▸ **Task brief**
Go through the material and tally the lines containing the string "newest". Give the total alone.

▸ **Records shown**
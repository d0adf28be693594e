// src/api/sign_index.rs

//! The symlink repo index was signed: publish the final repo

use super::CallbackRequest;
use crate::db::models::{LogEntry, RepoBootstrap, RepoBootstrapStatus};
use crate::error::{Error, Result};
use crate::farm::BuildFarm;
use crate::repo::{RepoKind, bootstrap, final_repo, index, wip};
use tracing::info;

pub fn handle(farm: &BuildFarm, request: &CallbackRequest) -> Result<String> {
    let branch = super::branch(farm, request)?;
    let arch = super::arch(request, &branch)?;
    let splitrepo = request.header_opt("Splitrepo").map(str::to_string);
    let job_id = request.job_id()?;
    request.require_files()?;
    let signed = request.file(index::INDEX_NAME)?;

    let publish_bootstrap = farm.exclusive(|| {
        let conn = farm.open_db()?;
        let symlink_dir = farm.layout().path(
            RepoKind::Symlink,
            Some(&arch),
            &branch.name,
            splitrepo.as_deref(),
        );
        if !symlink_dir.join(index::INDEX_NAME).exists() {
            return Err(Error::StaleJob(format!(
                "{}/{}: no symlink repo waiting for a signature",
                branch.name, arch
            )));
        }

        signed.save(&symlink_dir)?;
        let stats = final_repo::update_from_symlink_repo(
            farm,
            &conn,
            &arch,
            &branch.name,
            splitrepo.as_deref(),
        )?;
        wip::clean(farm, &conn, &arch, &branch.name, splitrepo.as_deref())?;

        LogEntry {
            arch: Some(arch.clone()),
            branch: Some(branch.name.clone()),
            splitrepo: splitrepo.clone(),
            job_id: Some(job_id),
            count: Some(stats.updated as i64),
            ..LogEntry::new("api_job_callback_sign_index")
        }
        .record(&conn)?;
        info!(
            "{}/{}: {} package(s) published",
            branch.name, arch, stats.updated
        );

        let Some(splitrepo) = splitrepo.as_deref() else {
            return Ok(false);
        };
        let rb = RepoBootstrap::find(&conn, &arch, &branch.name, splitrepo)?;
        Ok(rb.is_some_and(|rb| rb.status == RepoBootstrapStatus::Built))
    })?;

    match splitrepo.as_deref() {
        Some(splitrepo) if publish_bootstrap => {
            bootstrap::mark_published(farm, &arch, &branch.name, splitrepo)?;
        }
        _ => {
            farm.build()?;
        }
    }
    Ok("signed index received".to_string())
}
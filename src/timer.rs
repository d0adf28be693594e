// src/timer.rs

//! Status sync timer
//!
//! A background thread that, every `timer.interval_secs`, polls the job
//! service for building entities, fills the image queue and runs a build
//! pass that never republishes repositories. Fatal errors end the thread
//! and are returned from its handle; anything else is logged and retried
//! on the next tick.

use crate::error::{Error, Result};
use crate::farm::BuildFarm;
use crate::images;
use crate::jobs;
use crate::scheduler::PassOptions;
use std::sync::Arc;
use std::sync::atomic::{AtomicBool, Ordering};
use std::thread::{self, JoinHandle};
use std::time::{Duration, Instant};
use tracing::{debug, error, info, warn};

/// Granularity of the stop flag check while sleeping
const STOP_POLL: Duration = Duration::from_millis(200);

/// One timer tick
pub fn tick(farm: &BuildFarm) -> Result<()> {
    jobs::reconcile(farm)?;
    {
        let conn = farm.open_db()?;
        images::fill_queue(farm, &conn)?;
    }
    farm.build_with(&PassOptions::no_repo_update())?;
    Ok(())
}

/// Sleep for `duration`, returning early when `stop` is set
fn sleep(duration: Duration, stop: &AtomicBool) {
    let deadline = Instant::now() + duration;
    while !stop.load(Ordering::SeqCst) {
        let now = Instant::now();
        if now >= deadline {
            break;
        }
        thread::sleep(STOP_POLL.min(deadline - now));
    }
}

fn run(farm: &BuildFarm, stop: &AtomicBool) -> Result<()> {
    let interval = farm.config().timer_interval();
    info!("Status sync timer started (every {}s)", interval.as_secs());

    while !stop.load(Ordering::SeqCst) {
        debug!("Status sync tick");
        match tick(farm) {
            Ok(()) => {}
            Err(e) if e.is_fatal() => {
                error!("Status sync timer stopped: {}", e);
                return Err(e);
            }
            Err(e) => warn!("Status sync failed: {}", e),
        }
        sleep(interval, stop);
    }

    info!("Status sync timer stopped");
    Ok(())
}

/// Start the timer thread
pub fn spawn(farm: Arc<BuildFarm>, stop: Arc<AtomicBool>) -> Result<JoinHandle<Result<()>>> {
    thread::Builder::new()
        .name("status-sync".to_string())
        .spawn(move || run(&farm, &stop))
        .map_err(|e| Error::IoError(format!("Failed to start the status sync timer: {e}")))
}
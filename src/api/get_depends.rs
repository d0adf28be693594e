// src/api/get_depends.rs

//! Dependency payload ingest
//!
//! The get_depends job uploads one `depends.<arch>.json` per arch of a
//! branch, listing every package that should exist with its version and
//! the names it depends on. Package rows are created, overwritten on a
//! version change and deleted when no longer listed; dependency edges are
//! replaced as a whole.

use super::CallbackRequest;
use crate::config::BranchConfig;
use crate::db::models::{LogEntry, Package};
use crate::error::{Error, Result};
use crate::farm::BuildFarm;
use crate::repo::{bootstrap, staging};
use rusqlite::Connection;
use serde::Deserialize;
use std::collections::HashMap;
use tracing::{debug, info};

/// One package of a dependency payload
#[derive(Debug, Clone, PartialEq, Eq, Deserialize)]
pub struct DependencyRecord {
    pub pkgname: String,

    /// Repository directory in the package source tree (e.g. "main", "systemd")
    #[serde(default)]
    pub repo: Option<String>,

    pub version: String,

    /// Names of packages that must be built first
    #[serde(default)]
    pub depends: Vec<String>,
}

/// Name of the payload file for `arch`
pub fn payload_name(arch: &str) -> String {
    format!("depends.{arch}.json")
}

/// Parse one payload file
pub fn parse_payload(data: &[u8]) -> Result<Vec<DependencyRecord>> {
    serde_json::from_slice(data)
        .map_err(|e| Error::InvalidRequest(format!("invalid dependency payload: {e}")))
}

/// Branch from the `Branch` header
///
/// Unlike other callbacks, a staging branch that does not exist yet is
/// accepted: this callback creates it.
fn branch(farm: &BuildFarm, request: &CallbackRequest) -> Result<BranchConfig> {
    let name = request.header("Branch")?;
    if let Some(branch) = staging::discover(farm)?.into_iter().find(|b| b.name == name) {
        return Ok(branch);
    }

    let config = farm.config();
    match staging::branch_split(&config.branches, name) {
        Some((origin, _)) => Ok(BranchConfig {
            name: name.to_string(),
            arches: config.staging.arches.clone(),
            ignore_errors: true,
            pmb_branch: config
                .branch(origin)
                .map(|b| b.pmb_branch.clone())
                .unwrap_or_default(),
        }),
        None => Err(Error::InvalidRequest(format!("unknown branch: {name}"))),
    }
}

/// Splitrepo of a payload record: only bootstrap directories are split out
fn splitrepo_of(farm: &BuildFarm, record: &DependencyRecord) -> Option<String> {
    record
        .repo
        .as_ref()
        .filter(|repo| farm.config().repo_bootstrap_dirs.contains(repo))
        .cloned()
}

/// Bring the package rows of one (arch, branch) in line with a payload
fn update_packages(
    farm: &BuildFarm,
    conn: &Connection,
    arch: &str,
    branch: &str,
    payload: &[DependencyRecord],
) -> Result<()> {
    let mut ids: HashMap<&str, i64> = HashMap::new();

    for record in payload {
        let splitrepo = splitrepo_of(farm, record);
        let id = match Package::find(conn, arch, branch, &record.pkgname)? {
            Some(mut package) => {
                if package.version != record.version {
                    debug!(
                        "{}/{}/{}: {} -> {}",
                        branch, arch, record.pkgname, package.version, record.version
                    );
                    package.update_version(conn, &record.version)?;
                    LogEntry::for_package(&package, "package_update_version").record(conn)?;
                }
                package.id
            }
            None => {
                let mut package = Package::new(arch, branch, &record.pkgname, &record.version);
                package.splitrepo = splitrepo;
                package.insert(conn)?;
                LogEntry::for_package(&package, "package_add").record(conn)?;
                package.id
            }
        };
        if let Some(id) = id {
            ids.insert(record.pkgname.as_str(), id);
        }
    }

    for package in Package::list_arch_branch(conn, arch, branch)? {
        if ids.contains_key(package.pkgname.as_str()) {
            continue;
        }
        if let Some(id) = package.id {
            Package::delete(conn, id)?;
            LogEntry::for_package(&package, "package_delete").record(conn)?;
        }
    }

    for record in payload {
        let Some(&id) = ids.get(record.pkgname.as_str()) else {
            continue;
        };
        // names outside the payload are provided by other repositories
        let mut depends: Vec<i64> = record
            .depends
            .iter()
            .filter_map(|name| ids.get(name.as_str()).copied())
            .filter(|dep| *dep != id)
            .collect();
        depends.sort_unstable();
        depends.dedup();
        Package::set_depends(conn, id, &depends)?;
    }

    Ok(())
}

pub fn handle(farm: &BuildFarm, request: &CallbackRequest) -> Result<String> {
    let branch = branch(farm, request)?;
    let files = request.require_files()?;

    let mut payloads: Vec<(String, Vec<DependencyRecord>)> = Vec::new();
    for arch in &branch.arches {
        let file = request.file(&payload_name(arch))?;
        payloads.push((arch.clone(), parse_payload(&file.data)?));
    }
    if files.len() != payloads.len() {
        return Err(Error::InvalidRequest(format!(
            "expected {} payload file(s) for branch {}, got {}",
            payloads.len(),
            branch.name,
            files.len()
        )));
    }

    farm.exclusive(|| {
        let mut conn = farm.open_db()?;
        crate::db::transaction(&mut conn, |tx| {
            for (arch, payload) in &payloads {
                update_packages(farm, tx, arch, &branch.name, payload)?;
                bootstrap::init(farm, tx, payload, arch, &branch.name)?;
            }
            if staging::branch_split(&farm.config().branches, &branch.name).is_some() {
                staging::init(farm, tx, &branch.name)?;
            }
            LogEntry {
                branch: Some(branch.name.clone()),
                ..LogEntry::new("api_job_callback_get_depends")
            }
            .record(tx)?;
            Ok(())
        })
    })?;

    info!(
        "Dependencies of {} updated ({} arch(es))",
        branch.name,
        payloads.len()
    );
    farm.build()?;
    Ok("depends received".to_string())
}
// src/db/models/image.rs

//! Image model - device image builds
//!
//! Unlike packages, completed images stay in the table as history until
//! retention removes them. The current build for a (device, branch, ui)
//! is the newest row that is not published.

use crate::error::{Error, Result};
use rusqlite::{Connection, OptionalExtension, Row, params};
use std::fmt;
use std::str::FromStr;

/// Build status of an image
#[derive(Debug, Clone, Copy, PartialEq, Eq, Hash)]
pub enum ImageStatus {
    Queued,
    Building,
    Published,
    Failed,
}

impl ImageStatus {
    pub fn as_str(&self) -> &'static str {
        match self {
            ImageStatus::Queued => "queued",
            ImageStatus::Building => "building",
            ImageStatus::Published => "published",
            ImageStatus::Failed => "failed",
        }
    }

    pub fn can_transition_to(self, next: ImageStatus) -> bool {
        use ImageStatus::*;

        self == next
            || matches!(
                (self, next),
                (Queued, Building) | (Building, Published | Failed) | (Failed, Building | Queued)
            )
    }
}

impl fmt::Display for ImageStatus {
    fn fmt(&self, f: &mut fmt::Formatter<'_>) -> fmt::Result {
        f.write_str(self.as_str())
    }
}

impl FromStr for ImageStatus {
    type Err = String;

    fn from_str(s: &str) -> std::result::Result<Self, Self::Err> {
        match s {
            "queued" => Ok(ImageStatus::Queued),
            "building" => Ok(ImageStatus::Building),
            "published" => Ok(ImageStatus::Published),
            "failed" => Ok(ImageStatus::Failed),
            _ => Err(format!("Invalid image status: {s}")),
        }
    }
}

const COLUMNS: &str = "id, device, branch, ui, status, job_id, dir_name, retry_count, date";

/// An image build row
#[derive(Debug, Clone, PartialEq, Eq)]
pub struct Image {
    pub id: Option<i64>,
    pub device: String,
    pub branch: String,
    pub ui: String,
    pub status: ImageStatus,
    pub job_id: Option<i64>,
    pub dir_name: Option<String>,
    pub retry_count: i64,
    pub date: Option<String>,
}

impl Image {
    /// Create a new queued image
    pub fn new(device: &str, branch: &str, ui: &str) -> Self {
        Self {
            id: None,
            device: device.to_string(),
            branch: branch.to_string(),
            ui: ui.to_string(),
            status: ImageStatus::Queued,
            job_id: None,
            dir_name: None,
            retry_count: 0,
            date: None,
        }
    }

    pub fn insert(&mut self, conn: &Connection) -> Result<i64> {
        conn.execute(
            "INSERT INTO images (device, branch, ui, status, job_id, dir_name, retry_count)
             VALUES (?1, ?2, ?3, ?4, ?5, ?6, ?7)",
            params![
                &self.device,
                &self.branch,
                &self.ui,
                self.status.as_str(),
                self.job_id,
                &self.dir_name,
                self.retry_count,
            ],
        )?;

        let id = conn.last_insert_rowid();
        self.id = Some(id);
        Ok(id)
    }

    pub fn find_by_id(conn: &Connection, id: i64) -> Result<Option<Self>> {
        let sql = format!("SELECT {COLUMNS} FROM images WHERE id = ?1");
        let image = conn.query_row(&sql, [id], Self::from_row).optional()?;
        Ok(image)
    }

    /// The current (not yet published) image for a device, branch and ui
    pub fn find_unfinished(
        conn: &Connection,
        device: &str,
        branch: &str,
        ui: &str,
    ) -> Result<Option<Self>> {
        let sql = format!(
            "SELECT {COLUMNS} FROM images
             WHERE device = ?1 AND branch = ?2 AND ui = ?3 AND status != 'published'
             ORDER BY id DESC LIMIT 1"
        );
        let image = conn
            .query_row(&sql, params![device, branch, ui], Self::from_row)
            .optional()?;
        Ok(image)
    }

    /// Published images for a device, branch and ui, newest first
    pub fn list_published(
        conn: &Connection,
        device: &str,
        branch: &str,
        ui: &str,
    ) -> Result<Vec<Self>> {
        let sql = format!(
            "SELECT {COLUMNS} FROM images
             WHERE device = ?1 AND branch = ?2 AND ui = ?3 AND status = 'published'
             ORDER BY date DESC, id DESC"
        );
        let mut stmt = conn.prepare(&sql)?;
        let images = stmt
            .query_map(params![device, branch, ui], Self::from_row)?
            .collect::<std::result::Result<Vec<_>, _>>()?;
        Ok(images)
    }

    /// Failed and queued images of a branch, oldest first
    pub fn list_candidates(conn: &Connection, branch: &str) -> Result<Vec<Self>> {
        let sql = format!(
            "SELECT {COLUMNS} FROM images
             WHERE branch = ?1 AND status IN ('failed', 'queued')
             ORDER BY id"
        );
        let mut stmt = conn.prepare(&sql)?;
        let images = stmt
            .query_map([branch], Self::from_row)?
            .collect::<std::result::Result<Vec<_>, _>>()?;
        Ok(images)
    }

    pub fn list_by_status(conn: &Connection, status: ImageStatus) -> Result<Vec<Self>> {
        let sql = format!("SELECT {COLUMNS} FROM images WHERE status = ?1 ORDER BY id");
        let mut stmt = conn.prepare(&sql)?;
        let images = stmt
            .query_map([status.as_str()], Self::from_row)?
            .collect::<std::result::Result<Vec<_>, _>>()?;
        Ok(images)
    }

    pub fn count_by_status(conn: &Connection, status: ImageStatus) -> Result<usize> {
        let count: i64 = conn.query_row(
            "SELECT COUNT(*) FROM images WHERE status = ?1",
            [status.as_str()],
            |row| row.get(0),
        )?;
        Ok(count as usize)
    }

    fn require_id(&self) -> Result<i64> {
        self.id.ok_or_else(|| {
            Error::NotFound(format!(
                "image {}:{}:{} has not been stored",
                self.device, self.branch, self.ui
            ))
        })
    }

    fn check_transition(&self, next: ImageStatus) -> Result<()> {
        if self.status.can_transition_to(next) {
            Ok(())
        } else {
            Err(Error::InvalidTransition {
                entity: "image",
                from: self.status.to_string(),
                to: next.to_string(),
            })
        }
    }

    pub fn set_status(&mut self, conn: &Connection, status: ImageStatus) -> Result<()> {
        let job_id = self.job_id;
        self.set_status_and_job(conn, status, job_id)
    }

    pub fn set_status_and_job(
        &mut self,
        conn: &Connection,
        status: ImageStatus,
        job_id: Option<i64>,
    ) -> Result<()> {
        let id = self.require_id()?;
        self.check_transition(status)?;

        conn.execute(
            "UPDATE images SET status = ?1, job_id = ?2, updated_at = CURRENT_TIMESTAMP
             WHERE id = ?3",
            params![status.as_str(), job_id, id],
        )?;

        self.status = status;
        self.job_id = job_id;
        Ok(())
    }

    /// Mark published, recording the output directory and the publish date
    pub fn set_published(&mut self, conn: &Connection, dir_name: &str) -> Result<()> {
        let id = self.require_id()?;
        self.check_transition(ImageStatus::Published)?;

        conn.execute(
            "UPDATE images
             SET status = 'published', dir_name = ?1, date = CURRENT_TIMESTAMP,
                 updated_at = CURRENT_TIMESTAMP
             WHERE id = ?2",
            params![dir_name, id],
        )?;

        self.status = ImageStatus::Published;
        self.dir_name = Some(dir_name.to_string());
        Ok(())
    }

    pub fn increment_retry_count(&mut self, conn: &Connection) -> Result<()> {
        let id = self.require_id()?;
        conn.execute(
            "UPDATE images SET retry_count = retry_count + 1 WHERE id = ?1",
            [id],
        )?;
        self.retry_count += 1;
        Ok(())
    }

    pub fn delete(conn: &Connection, id: i64) -> Result<()> {
        conn.execute("DELETE FROM images WHERE id = ?1", [id])?;
        Ok(())
    }

    /// Maintenance: mark every building image as failed
    pub fn building_to_failed(conn: &Connection) -> Result<usize> {
        let count = conn.execute(
            "UPDATE images SET status = 'failed', updated_at = CURRENT_TIMESTAMP
             WHERE status = 'building'",
            [],
        )?;
        Ok(count)
    }

    /// Maintenance: queue every failed image again
    pub fn failed_to_queued(conn: &Connection) -> Result<usize> {
        let count = conn.execute(
            "UPDATE images SET status = 'queued', retry_count = 0, updated_at = CURRENT_TIMESTAMP
             WHERE status = 'failed'",
            [],
        )?;
        Ok(count)
    }

    fn from_row(row: &Row) -> rusqlite::Result<Self> {
        let status_str: String = row.get(4)?;
        let status = status_str.parse::<ImageStatus>().map_err(|e| {
            rusqlite::Error::FromSqlConversionFailure(
                4,
                rusqlite::types::Type::Text,
                Box::new(std::io::Error::new(std::io::ErrorKind::InvalidData, e)),
            )
        })?;

        Ok(Self {
            id: Some(row.get(0)?),
            device: row.get(1)?,
            branch: row.get(2)?,
            ui: row.get(3)?,
            status,
            job_id: row.get(5)?,
            dir_name: row.get(6)?,
            retry_count: row.get(7)?,
            date: row.get(8)?,
        })
    }
}
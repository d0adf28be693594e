// src/api/update_job_status.rs

//! A job service reports that some job changed state
//!
//! The request carries no trusted state; every building entity is polled
//! again and a pass runs afterwards.

use super::CallbackRequest;
use crate::error::Result;
use crate::farm::BuildFarm;
use crate::jobs;
use tracing::debug;

pub fn handle(farm: &BuildFarm, request: &CallbackRequest) -> Result<String> {
    if let Some(job_id) = request.header_opt("Job-Id") {
        debug!("Job status update triggered by job {}", job_id);
    }

    let changed = jobs::reconcile(farm)?;
    farm.build()?;
    Ok(format!("{changed} status change(s)"))
}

▸ **Reply**
2